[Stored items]
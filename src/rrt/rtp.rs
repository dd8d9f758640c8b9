use crate::rrt::config::RtpConfig;
use crate::rrt::neighbors::NearestNeighbors;
use crate::rrt::path::PathGeometric;
use crate::rrt::planner::{Planner, PlannerError, PlannerSpecs, PlannerStatus};
use crate::rrt::planner_data::PlannerData;
use crate::rrt::problem::{PlannerInputStates, PlannerSolution, ProblemDefinition};
use crate::rrt::sampling::SamplingDistribution;
use crate::rrt::space::StateSpace;
use crate::rrt::state::RealVectorState;
use crate::rrt::termination::{MaxIterationsTermination, TerminationCondition};
use crate::rrt::tree::{Motion, MotionTree};
use crate::rrt::validity_checker::ValidityChecker;
use num_traits::Float;
use rand::rngs::StdRng;
use rand::{Rng, SeedableRng};
use serde::Serialize;
use std::rc::Rc;

/// Counters collected during one call to `solve`.
#[derive(Clone, Copy, Debug, Default, PartialEq, Eq, Serialize)]
pub struct SolveStats {
    pub iterations: usize,
    /// Samples drawn from the goal region instead of the whole space.
    pub goal_samples: usize,
    /// Samples discarded because the edge from their nearest motion was invalid.
    pub rejected_edges: usize,
    pub motions_added: usize,
}

/// Loop state threaded through one call to `solve`: the exact solution, if any, and the motion
/// closest to the goal seen so far.
#[derive(Clone, Debug)]
pub(crate) struct SolveProgress<F: Float> {
    exact: Option<usize>,
    approximate: Option<usize>,
    difference: F,
    stats: SolveStats,
}

impl<F: Float> SolveProgress<F> {
    pub(crate) fn new() -> Self {
        Self {
            exact: None,
            approximate: None,
            difference: F::infinity(),
            stats: SolveStats::default(),
        }
    }

    /// Records the goal test of a newly added motion. Returns true when the motion is an exact
    /// solution and the search should stop.
    pub(crate) fn record(&mut self, motion: usize, satisfied: bool, distance: F) -> bool {
        if satisfied {
            self.exact = Some(motion);
            self.difference = distance;
            return true;
        }
        if distance < self.difference {
            self.approximate = Some(motion);
            self.difference = distance;
        }
        false
    }

    /// Distance to the goal of the best motion recorded so far (infinite if none).
    pub(crate) fn best_difference(&self) -> F {
        self.difference
    }

    /// The motion to report, whether it is approximate, and its distance to the goal.
    pub(crate) fn solution(&self) -> Option<(usize, bool, F)> {
        match (self.exact, self.approximate) {
            (Some(exact), _) => Some((exact, false, self.difference)),
            (None, Some(approximate)) => Some((approximate, true, self.difference)),
            (None, None) => None,
        }
    }
}

/// Random Tree Planner (RTP).
///
/// Grows a tree from the start states by connecting uniformly (or goal-biased) sampled states
/// straight to their nearest motion, without truncating the edge to a maximum length. Stops at
/// the first motion that satisfies the goal; if the termination condition fires first, the
/// motion closest to the goal is reported as an approximate solution.
///
/// Template Parameters:
/// - `F`: The floating-point type.
/// - `N`: The dimension of the space.
/// - `NN`: The nearest neighbors data structure.
pub struct RTP<F: Float + 'static, const N: usize, NN: NearestNeighbors<F, N>> {
    config: RtpConfig,
    space: Rc<dyn StateSpace<F, N>>,
    validity_checker: Box<dyn ValidityChecker<F, N>>,
    problem: ProblemDefinition<F, N>,
    input_states: PlannerInputStates,
    /// Allocated from the state space on the first solve unless one was provided.
    sampler: Option<Box<dyn SamplingDistribution<F, N>>>,
    tree: MotionTree<F, N, NN>,
    /// Index of the motion reported by the last successful solve.
    last_goal_motion: Option<usize>,
    /// Drives the goal bias draws and goal region sampling.
    rng: StdRng,
    is_setup: bool,
    last_stats: SolveStats,
}

impl<F: Float + 'static, const N: usize, NN: NearestNeighbors<F, N>> RTP<F, N, NN> {
    /// Constructs a new RTP planner.
    ///
    /// Parameters:
    /// - `space`: The state space to plan in.
    /// - `validity_checker`: Checks if the edges or start states are valid.
    /// - `problem`: The start states and goal.
    /// - `config`: The planner parameters, validated by `setup`.
    pub fn new(
        space: impl StateSpace<F, N> + 'static,
        validity_checker: Box<dyn ValidityChecker<F, N>>,
        problem: ProblemDefinition<F, N>,
        config: RtpConfig,
    ) -> Self {
        let rng = Self::make_rng(config.seed);
        Self {
            config,
            space: Rc::new(space),
            validity_checker,
            problem,
            input_states: PlannerInputStates::new(),
            sampler: None,
            tree: MotionTree::new(),
            last_goal_motion: None,
            rng,
            is_setup: false,
            last_stats: SolveStats::default(),
        }
    }

    fn make_rng(seed: Option<u64>) -> StdRng {
        match seed {
            Some(seed) => StdRng::seed_from_u64(seed),
            None => StdRng::from_entropy(),
        }
    }

    /// Replaces the sampler the planner would otherwise allocate from the state space.
    /// `clear` discards it again.
    pub fn set_sampler(&mut self, sampler: Box<dyn SamplingDistribution<F, N>>) {
        self.sampler = Some(sampler);
    }

    pub fn config(&self) -> &RtpConfig {
        &self.config
    }

    pub fn goal_bias(&self) -> f64 {
        self.config.goal_bias
    }

    pub fn tree(&self) -> &MotionTree<F, N, NN> {
        &self.tree
    }

    pub fn last_goal_motion(&self) -> Option<usize> {
        self.last_goal_motion
    }

    /// Counters of the most recent solve.
    pub fn last_stats(&self) -> SolveStats {
        self.last_stats
    }

    /// Runs at most `iterations` iterations.
    pub fn run_iterations(&mut self, iterations: usize) -> Result<PlannerStatus, PlannerError> {
        let mut termination = MaxIterationsTermination::new(iterations);
        self.solve(&mut termination)
    }

    /// Draws the next state to extend towards. With probability `goal_bias` the state comes
    /// from the goal region, if the goal can be sampled.
    fn sample(
        &mut self,
        sampler: &mut dyn SamplingDistribution<F, N>,
        stats: &mut SolveStats,
    ) -> RealVectorState<F, N> {
        if let Some(region) = self.problem.goal().as_sampleable() {
            if self.rng.gen::<f64>() < self.config.goal_bias && region.can_sample() {
                stats.goal_samples += 1;
                return region.sample_goal(&mut self.rng);
            }
        }
        sampler.sample()
    }

    /// Expands the tree by one iteration.
    ///
    /// 1. Sample a state (goal biased).
    /// 2. Find the nearest motion in the tree.
    /// 3. Check the edge from the nearest motion to the sample.
    /// 4. If it is valid, add the sample as a child of the nearest motion.
    ///
    /// Returns the index of the new motion, if one was added.
    fn extend(
        &mut self,
        sampler: &mut dyn SamplingDistribution<F, N>,
        stats: &mut SolveStats,
    ) -> Option<usize> {
        let sample = self.sample(sampler, stats);

        let nearest = self.tree.nearest(&sample)?;
        let nearest_state = self.tree.motion(nearest).state();

        if !self.validity_checker.is_edge_valid(nearest_state, &sample) {
            stats.rejected_edges += 1;
            return None;
        }

        stats.motions_added += 1;
        Some(self.tree.add(Motion::with_parent(sample, nearest)))
    }

    /// Builds the path to `motion` and registers it with the problem definition.
    fn register_solution(&mut self, motion: usize, approximate: bool, difference: F) {
        self.last_goal_motion = Some(motion);

        let path = PathGeometric::from_states(self.tree.path_to(motion));
        let length = path.length(self.space.as_ref());
        tracing::debug!(
            "{}: Registering {} solution with {} states",
            self.config.name,
            if approximate { "approximate" } else { "exact" },
            path.len()
        );
        self.problem.add_solution_path(PlannerSolution {
            path,
            approximate,
            difference,
            planner_name: self.config.name.clone(),
            length,
        });
    }
}

impl<F: Float + 'static, const N: usize, NN: NearestNeighbors<F, N>> Planner<F, N>
    for RTP<F, N, NN>
{
    fn name(&self) -> &str {
        &self.config.name
    }

    fn specs(&self) -> PlannerSpecs {
        PlannerSpecs {
            approximate_solutions: true,
            directed: true,
            multithreaded: false,
        }
    }

    fn setup(&mut self) -> Result<(), PlannerError> {
        self.config.validate()?;
        if NN::requires_euclidean() && !self.space.is_euclidean() {
            return Err(PlannerError::IncompatibleNearestNeighbors);
        }

        let space = Rc::clone(&self.space);
        self.tree.set_distance_function(Box::new(
            move |a: &RealVectorState<F, N>, b: &RealVectorState<F, N>| space.distance(a, b),
        ));
        self.is_setup = true;
        Ok(())
    }

    fn clear(&mut self) {
        self.sampler = None;
        self.tree.clear();
        self.last_goal_motion = None;
        self.input_states.restart();
        self.rng = Self::make_rng(self.config.seed);
        self.last_stats = SolveStats::default();
    }

    fn solve(
        &mut self,
        termination: &mut dyn TerminationCondition,
    ) -> Result<PlannerStatus, PlannerError> {
        if !self.is_setup {
            self.setup()?;
        }

        while let Some(start) = self.input_states.next_start(
            &self.problem,
            self.space.as_ref(),
            self.validity_checker.as_ref(),
        ) {
            self.tree.add(Motion::root(start));
        }

        if self.tree.is_empty() {
            tracing::error!("{}: There are no valid initial states!", self.config.name);
            return Ok(PlannerStatus::InvalidStart);
        }

        let mut sampler = match self.sampler.take() {
            Some(sampler) => sampler,
            None => self.space.alloc_sampler(Some(self.rng.gen())),
        };

        tracing::info!(
            "{}: Starting planning with {} states already in datastructure",
            self.config.name,
            self.tree.len()
        );

        let mut progress = SolveProgress::new();
        while !termination.evaluate() {
            progress.stats.iterations += 1;
            let Some(motion) = self.extend(sampler.as_mut(), &mut progress.stats) else {
                continue;
            };

            let (satisfied, distance) = self
                .problem
                .goal()
                .is_satisfied(self.tree.motion(motion).state());
            if progress.record(motion, satisfied, distance) {
                break;
            }
        }
        self.sampler = Some(sampler);

        let status = match progress.solution() {
            Some((motion, approximate, difference)) => {
                self.register_solution(motion, approximate, difference);
                if approximate {
                    PlannerStatus::ApproximateSolution
                } else {
                    PlannerStatus::ExactSolution
                }
            }
            None => PlannerStatus::Timeout,
        };
        self.last_stats = progress.stats;

        tracing::info!(
            "{}: Created {} states ({} iterations): {}",
            self.config.name,
            self.tree.len(),
            progress.stats.iterations,
            status
        );
        Ok(status)
    }

    fn planner_data(&self) -> PlannerData<F, N> {
        let mut data = PlannerData::new();

        // Vertex indices match motion indices.
        for motion in self.tree.motions() {
            match motion.parent() {
                None => {
                    data.add_start_vertex(motion.state());
                }
                Some(parent) => {
                    let index = data.add_vertex(motion.state());
                    data.add_edge(parent, index);
                }
            }
        }
        if let Some(goal) = self.last_goal_motion {
            data.tag_goal_vertex(goal);
        }

        data.set_property("iterations", self.last_stats.iterations);
        data.set_property("goal samples", self.last_stats.goal_samples);
        data.set_property("rejected edges", self.last_stats.rejected_edges);
        data.set_property("motions added", self.last_stats.motions_added);
        data
    }

    fn problem_definition(&self) -> &ProblemDefinition<F, N> {
        &self.problem
    }

    fn problem_definition_mut(&mut self) -> &mut ProblemDefinition<F, N> {
        &mut self.problem
    }
}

— Work task —
Set down exactly the lines that begin the records and continue through the line bearing "Counters collected during"; include both ends.

— Expected output —
filename src/rrt/rtp.rs
repository dd8d9f758640c8b9
use crate::rrt::config::RtpConfig;
use crate::rrt::neighbors::NearestNeighbors;
use crate::rrt::path::PathGeometric;
use crate::rrt::planner::{Planner, PlannerError, PlannerSpecs, PlannerStatus};
use crate::rrt::planner_data::PlannerData;
use crate::rrt::problem::{PlannerInputStates, PlannerSolution, ProblemDefinition};
use crate::rrt::sampling::SamplingDistribution;
use crate::rrt::space::StateSpace;
use crate::rrt::state::RealVectorState;
use crate::rrt::termination::{MaxIterationsTermination, TerminationCondition};
use crate::rrt::tree::{Motion, MotionTree};
use crate::rrt::validity_checker::ValidityChecker;
use num_traits::Float;
use rand::rngs::StdRng;
use rand::{Rng, SeedableRng};
use serde::Serialize;
use std::rc::Rc;

/// Counters collected during one call to `solve`.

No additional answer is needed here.